Les campagnes électorales sont des compétitions sportives, faites d’anecdotes, de conflits exacerbés. Les questions des ressources nationalisées ou donnant leur plein de redevances, le français à Montréal, les difficultés d’intégration de l’immigration dans la seule province canadienne francophone le Québec, les problèmes de santé publique qui dépassent les belles paroles du candidat caquiste Barrette. Cela intéresse vraiment?

La proposition du PQ sur une assurance soins à domicile devrait retenir plus d’attention, etc.

Le cynisme politique, la division de l’électorat francophone québécois. Cela devrait forcer les journalistes à faire mieux. Je ne parle pas pour ici évidemment.

Jean Charest, plus seul que jamais.
Si vous êtes le moindrement observateur, la flèche décochée par Pauline Marois
» un homme seul (Jacques Duchesneau) ne suffit pas, il faut une équipe »
s’adresse tout particulèrement à Jean Charest qui a fait le vide autour de lui et qui maintenant tente désespérément à lui seul de mener sa campagne électorale entouré par des candidats muets et sans grandes envergures.
http://quebec.huffingtonpost.ca/201

M. Bouchard, c’est quoi le « jeu de la CAQ ? » exactement ? Tenter de gagner l’élection générale en y allant avec 2 sujets qui préoccupent les Québécois : La santé et la corruption avec les candidatures du gros docteur Barrette et de M. Duchesneau, perçu comme M. Net ?

Bonjour,

Les Purs et les Durs du Parti Québécois ont encore des Bleus dans le bas du corps après s’être fait violemment passés au batte il y a six mois par la fantastique Dame de Béton.

Et maintenant ! Que pensent maintenant ces fiers bâtisseurs de pays par le porte à porte dans des chaleurs extrêmes ? Est ce que la Cause s’avance tranquillement ou bien celle ci est encore sur le Reculons ? Un coeur de nationaliste a des raisons que sa propre raison ignore……. Et bien oui, une maudite chance qu’il en est ainsi…. Au plaisir, John Bull.

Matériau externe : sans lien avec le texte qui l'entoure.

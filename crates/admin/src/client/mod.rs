//! HTTP clients for the back-office API.
//!
//! Used by the CLI and by anything else that reaches the settings store
//! over the network instead of through the database.

pub mod chat;
pub mod settings;

use std::sync::Arc;

use reqwest::StatusCode;
use reqwest::header::{ACCEPT, HeaderMap, HeaderValue};
use secrecy::{ExposeSecret, SecretString};
use serde::Serialize;
use serde::de::DeserializeOwned;
use thiserror::Error;
use url::Url;

pub use chat::{ChatClient, ChatPoller, POLL_INTERVAL, SessionStore, StoredSession};
pub use settings::{SettingWrite, SettingsClient};

/// Default API location for local development.
pub const DEFAULT_API_URL: &str = "http://localhost:8000/api/v1";

/// Errors from the API clients.
#[derive(Debug, Error)]
pub enum ClientError {
    /// Transport-level failure (connection refused, TLS, timeout).
    #[error("HTTP error: {0}")]
    Http(#[from] reqwest::Error),

    /// The API rejected the bearer token or none was sent.
    #[error("unauthorized: {0}")]
    Unauthorized(String),

    /// The requested resource does not exist.
    #[error("not found: {0}")]
    NotFound(String),

    /// Any other non-success status.
    #[error("API error ({status}): {message}")]
    Api { status: u16, message: String },

    /// The response body was not what we expected.
    #[error("parse error: {0}")]
    Parse(String),

    /// The configured base URL cannot carry path segments.
    #[error("invalid base URL: {0}")]
    InvalidUrl(String),
}

#[derive(Debug, serde::Deserialize)]
struct ApiErrorBody {
    #[serde(alias = "detail", alias = "message")]
    error: String,
}

/// Shared HTTP plumbing: base URL, optional bearer token, JSON in and out.
#[derive(Clone)]
pub struct ApiClient {
    inner: Arc<ApiClientInner>,
}

struct ApiClientInner {
    client: reqwest::Client,
    base_url: Url,
    token: Option<SecretString>,
}

impl std::fmt::Debug for ApiClient {
    fn fmt(&self, f: &mut std::fmt::Formatter<'_>) -> std::fmt::Result {
        f.debug_struct("ApiClient")
            .field("base_url", &self.inner.base_url.as_str())
            .field(
                "token",
                &if self.inner.token.is_some() {
                    "[SET]"
                } else {
                    "[NOT SET]"
                },
            )
            .finish_non_exhaustive()
    }
}

impl ApiClient {
    /// Create a client for the API rooted at `base_url`.
    ///
    /// # Errors
    ///
    /// Returns `ClientError::InvalidUrl` if `base_url` does not parse or
    /// cannot have a path, and `ClientError::Http` if the HTTP client
    /// cannot be built.
    pub fn new(base_url: &str, token: Option<SecretString>) -> Result<Self, ClientError> {
        let base_url =
            Url::parse(base_url).map_err(|e| ClientError::InvalidUrl(format!("{base_url}: {e}")))?;
        if base_url.cannot_be_a_base() {
            return Err(ClientError::InvalidUrl(base_url.to_string()));
        }

        let mut headers = HeaderMap::new();
        headers.insert(ACCEPT, HeaderValue::from_static("application/json"));

        let client = reqwest::Client::builder()
            .default_headers(headers)
            .user_agent(concat!("proudshop/", env!("CARGO_PKG_VERSION")))
            .build()?;

        Ok(Self {
            inner: Arc::new(ApiClientInner {
                client,
                base_url,
                token,
            }),
        })
    }

    /// Build a client from `PROUDSHOP_API_URL` and `PROUDSHOP_API_TOKEN`.
    ///
    /// # Errors
    ///
    /// See [`ApiClient::new`].
    pub fn from_env() -> Result<Self, ClientError> {
        let base_url =
            std::env::var("PROUDSHOP_API_URL").unwrap_or_else(|_| DEFAULT_API_URL.to_string());
        let token = std::env::var("PROUDSHOP_API_TOKEN")
            .ok()
            .filter(|t| !t.is_empty())
            .map(SecretString::from);
        Self::new(&base_url, token)
    }

    /// Same base URL and HTTP client, different bearer token.
    #[must_use]
    pub fn with_token(&self, token: SecretString) -> Self {
        Self {
            inner: Arc::new(ApiClientInner {
                client: self.inner.client.clone(),
                base_url: self.inner.base_url.clone(),
                token: Some(token),
            }),
        }
    }

    #[must_use]
    pub fn base_url(&self) -> &Url {
        &self.inner.base_url
    }

    /// Append percent-encoded path segments to the base URL.
    ///
    /// # Errors
    ///
    /// Returns `ClientError::InvalidUrl` if the base URL cannot have a path.
    pub fn endpoint(&self, segments: &[&str]) -> Result<Url, ClientError> {
        let mut url = self.inner.base_url.clone();
        url.path_segments_mut()
            .map_err(|()| ClientError::InvalidUrl(self.inner.base_url.to_string()))?
            .pop_if_empty()
            .extend(segments);
        Ok(url)
    }

    fn request(&self, method: reqwest::Method, url: Url) -> reqwest::RequestBuilder {
        let builder = self.inner.client.request(method, url);
        match &self.inner.token {
            Some(token) => builder.bearer_auth(token.expose_secret()),
            None => builder,
        }
    }

    /// `GET` a JSON resource.
    ///
    /// # Errors
    ///
    /// Returns a `ClientError` for transport failures, non-success statuses
    /// and unexpected bodies.
    pub async fn get_json<T: DeserializeOwned>(&self, segments: &[&str]) -> Result<T, ClientError> {
        let url = self.endpoint(segments)?;
        let response = self.request(reqwest::Method::GET, url).send().await?;
        Self::handle_response(response).await
    }

    /// `POST` a JSON body and decode the JSON response.
    ///
    /// # Errors
    ///
    /// Returns a `ClientError` for transport failures, non-success statuses
    /// and unexpected bodies.
    pub async fn post_json<B, T>(&self, segments: &[&str], body: &B) -> Result<T, ClientError>
    where
        B: Serialize + ?Sized,
        T: DeserializeOwned,
    {
        let url = self.endpoint(segments)?;
        let response = self
            .request(reqwest::Method::POST, url)
            .json(body)
            .send()
            .await?;
        Self::handle_response(response).await
    }

    /// `DELETE` a resource, ignoring any response body.
    ///
    /// # Errors
    ///
    /// Returns a `ClientError` for transport failures and non-success
    /// statuses.
    pub async fn delete(&self, segments: &[&str]) -> Result<(), ClientError> {
        let url = self.endpoint(segments)?;
        let response = self.request(reqwest::Method::DELETE, url).send().await?;
        let status = response.status();
        if status.is_success() {
            Ok(())
        } else {
            Err(Self::handle_error_status(status, response).await)
        }
    }

    async fn handle_response<T: DeserializeOwned>(
        response: reqwest::Response,
    ) -> Result<T, ClientError> {
        let status = response.status();
        if status.is_success() {
            let body = response.text().await?;
            serde_json::from_str(&body)
                .map_err(|e| ClientError::Parse(format!("Failed to parse response: {e}")))
        } else {
            Err(Self::handle_error_status(status, response).await)
        }
    }

    async fn handle_error_status(status: StatusCode, response: reqwest::Response) -> ClientError {
        let message = match response.text().await {
            Ok(body) => serde_json::from_str::<ApiErrorBody>(&body)
                .map(|b| b.error)
                .unwrap_or(body),
            Err(e) => return ClientError::Http(e),
        };

        match status {
            StatusCode::UNAUTHORIZED | StatusCode::FORBIDDEN => ClientError::Unauthorized(message),
            StatusCode::NOT_FOUND => ClientError::NotFound(message),
            _ => ClientError::Api {
                status: status.as_u16(),
                message,
            },
        }
    }
}

#[cfg(test)]
#[allow(clippy::unwrap_used)]
mod tests {
    use super::*;

    #[test]
    fn test_endpoint_joins_and_encodes() {
        let api = ApiClient::new("http://localhost:8000/api/v1/", None).unwrap();
        assert_eq!(
            api.endpoint(&["settings", "smtp host"]).unwrap().as_str(),
            "http://localhost:8000/api/v1/settings/smtp%20host"
        );

        let api = ApiClient::new("http://localhost:8000/api/v1", None).unwrap();
        assert_eq!(
            api.endpoint(&["settings"]).unwrap().as_str(),
            "http://localhost:8000/api/v1/settings"
        );
    }

    #[test]
    fn test_invalid_base_url() {
        assert!(matches!(
            ApiClient::new("not a url", None),
            Err(ClientError::InvalidUrl(_))
        ));
        assert!(matches!(
            ApiClient::new("mailto:admin@proudshop.al", None),
            Err(ClientError::InvalidUrl(_))
        ));
    }

    #[test]
    fn test_debug_hides_token() {
        let api = ApiClient::new(DEFAULT_API_URL, Some(SecretString::from("tok-123"))).unwrap();
        let debug = format!("{api:?}");
        assert!(debug.contains("[SET]"));
        assert!(!debug.contains("tok-123"));
    }

    #[tokio::test]
    async fn test_error_status_mapping() {
        let mut server = mockito::Server::new_async().await;
        let _m401 = server
            .mock("GET", "/settings")
            .with_status(401)
            .with_body(r#"{"error":"Not authenticated"}"#)
            .create_async()
            .await;
        let _m404 = server
            .mock("DELETE", "/settings/missing")
            .with_status(404)
            .with_body(r#"{"error":"Not found: setting missing"}"#)
            .create_async()
            .await;

        let api = ApiClient::new(&server.url(), None).unwrap();

        let err = api.get_json::<serde_json::Value>(&["settings"]).await.unwrap_err();
        assert!(matches!(err, ClientError::Unauthorized(ref m) if m == "Not authenticated"));

        let err = api.delete(&["settings", "missing"]).await.unwrap_err();
        assert!(matches!(err, ClientError::NotFound(_)));
    }
}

A surveiller la couverture médiatique du parti québécois par Radio canada et canoè. J’observe à chaque jour et je crois que très subtilement ces deux médias dans leur grand titre couvre beaucoup plus la CAQ et le parti libéral. Je ne sais pas si certains d’entre vous ont pu faire ce genre de constat. Je crois que la presse à ma surprise se distingue.